Jonah Brucker-Cohen & Katherine Moriwaki

The Scrapyard Challenge Workshops are intensive workshops where participants build simple electronic music controllers (both digital and analog inputs) out of found or discarded "junk" (old electronics, furniture, outdated computer equipment, appliances, turntables, monitors, gadgets, etc..). Participants also build simple drawing robots or "DrawBots" with motors, batteries, and drawing markers that can be connected to Serial or MIDI interface. At the end of the day or evening, the workshop participants have a small performance/concert where they play their instruments together as a large ensemble. No electronics skills or any experience with technology is necessary for the workshop.

Jonah Brucker-Cohen is a researcher, artist, and Ph.D. candidate in the Disruptive Design Team of the Networks and Telecommunications Research Group (NTRG), Trinity College Dublin. He worked from 2001-2004 as a researcher in the Human Connectedness Group at Media Lab Europe. He received a Masters from the Interactive Telecommunications Program at NYU and spent two years there as an Interval Research Fellow creating interactive networked projects. His work and thesis focuses on the theme of "Deconstructing Networks" which includes projects that attempt to critically challenge and subvert accepted perceptions of network interaction and experience. He is co-founder of the Dublin Art and Technology Association and a recipient of the ARANEUM Prize sponsored by the Spanish Ministry of Art, Science and Technology and Fundacion ARCO. His writing has appeared in numerous international publications including Wired Magazine,, Print and I.D. magazines. His work has been shown at events and venues such as DEAF (03,04), UBICOMP (02,03,04), CHI (04) Transmediale (02,04), ISEA (02,04), Institute of Contemporary Art (ICA) in London (04), Whitney Museum of American Art's ArtPort (03), ZKM Center for Contemporary Art (04), Ars Electronica (02,04) and others.
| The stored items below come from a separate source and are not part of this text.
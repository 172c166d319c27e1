//! Mocks for doc examples
use crate::urc::URCMessages;
use atat::blocking::AtatClient;
use atat::{AtatCmd, AtatUrc, Error};
use embassy_sync::blocking_mutex::raw::CriticalSectionRawMutex;
use embassy_sync::pubsub::{PubSubChannel, Publisher};
use fugit::{TimerDurationU32, TimerInstantU32};
use fugit_timer::Timer;

/// ATAT client mock
pub struct ExampleAtClient<'a> {
    /// URC publisher used for statically mocking URC messages
    urc_publisher: Publisher<'a, CriticalSectionRawMutex, URCMessages<128>, 8, 1, 1>,
}

impl<'a> ExampleAtClient<'a> {
    pub fn urc_channel() -> PubSubChannel<CriticalSectionRawMutex, URCMessages<128>, 8, 1, 1> {
        PubSubChannel::new()
    }

    pub fn init(channel: &'a PubSubChannel<CriticalSectionRawMutex, URCMessages<128>, 8, 1, 1>) -> Self {
        Self {
            urc_publisher: channel.publisher().unwrap(),
        }
    }

    fn publish_urc(&self, message: &[u8]) {
        let message = <URCMessages<128> as AtatUrc>::parse(message).unwrap();
        self.urc_publisher.try_publish(message).unwrap();
    }
}

impl AtatClient for ExampleAtClient<'_> {
    fn send<A: AtatCmd>(&mut self, cmd: &A) -> Result<A::Response, Error> {
        let mut buffer = [0x0; 128];
        let length = cmd.write(&mut buffer);

        let response: &[u8] = match &buffer[..length] {
            b"AT+WJAP=test_wifi,secret\r\n" => {
                self.publish_urc(b"+WEVENT:STATION_UP\r\n");
                b""
            }
            b"hallo!" => {
                self.publish_urc(b"+CIPEVENT:SOCKET,0,16,nice to see you!");
                b""
            }
            b"AT+REBOOT\r\n" => {
                self.publish_urc(b"+WEVENT:REBOOT\r\n");
                b""
            }
            b"AT+IPCONFIG\r\n" => b"+IPCONFIG:DHCP,10.0.0.181,255.255.255.0,10.0.0.1,10.0.0.1",
            b"AT+WMAC?\r\n" => b"+WMAC:10:fe:ed:05:ba:50",
            b"AT+WLINK?\r\n" => b"+WLINK:10:fe:ed:05:ba:01,-52,6",
            &_ => b"",
        };

        cmd.parse(Ok(response)).map_err(|_| Error::Error)
    }
}

/// Timer mock
#[derive(Default)]
pub struct ExampleTimer {}

impl Timer<1_000_000> for ExampleTimer {
    type Error = u32;

    fn now(&mut self) -> TimerInstantU32<1000000> {
        unimplemented!()
    }

    fn start(&mut self, _duration: TimerDurationU32<1000000>) -> Result<(), Self::Error> {
        Ok(())
    }

    fn cancel(&mut self) -> Result<(), Self::Error> {
        unimplemented!()
    }

    fn wait(&mut self) -> nb::Result<(), Self::Error> {
        nb::Result::Err(nb::Error::WouldBlock)
    }
}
Katherine Moriwaki is an artist and researcher investigating clothing and accessories as the active conduit through which people create network relationships in public space. She received a Masters from the Interactive Telecommunications Program at NYU and was formerly a Design Fellow at Parsons School of Design. Currently a Ph.D. Candidate in the of the Networks and Telecommunications Research Group at Trinity College Dublin, her work has appeared in IEEE Spectrum Magazine, and numerous festivals and conferences including numer.02 at Centre Georges Pompidou (02), Ubicomp (03,04), Transmediale (04), CHI (04), ISEA (04) and Ars Electronica (04). She is a 2004 recipient of the Araneum prize from the Spanish Ministry for Science and Technology and Fundacion ARCO. Making weird stuff out of electronics and junk is tangential to her research, but she does it anyway.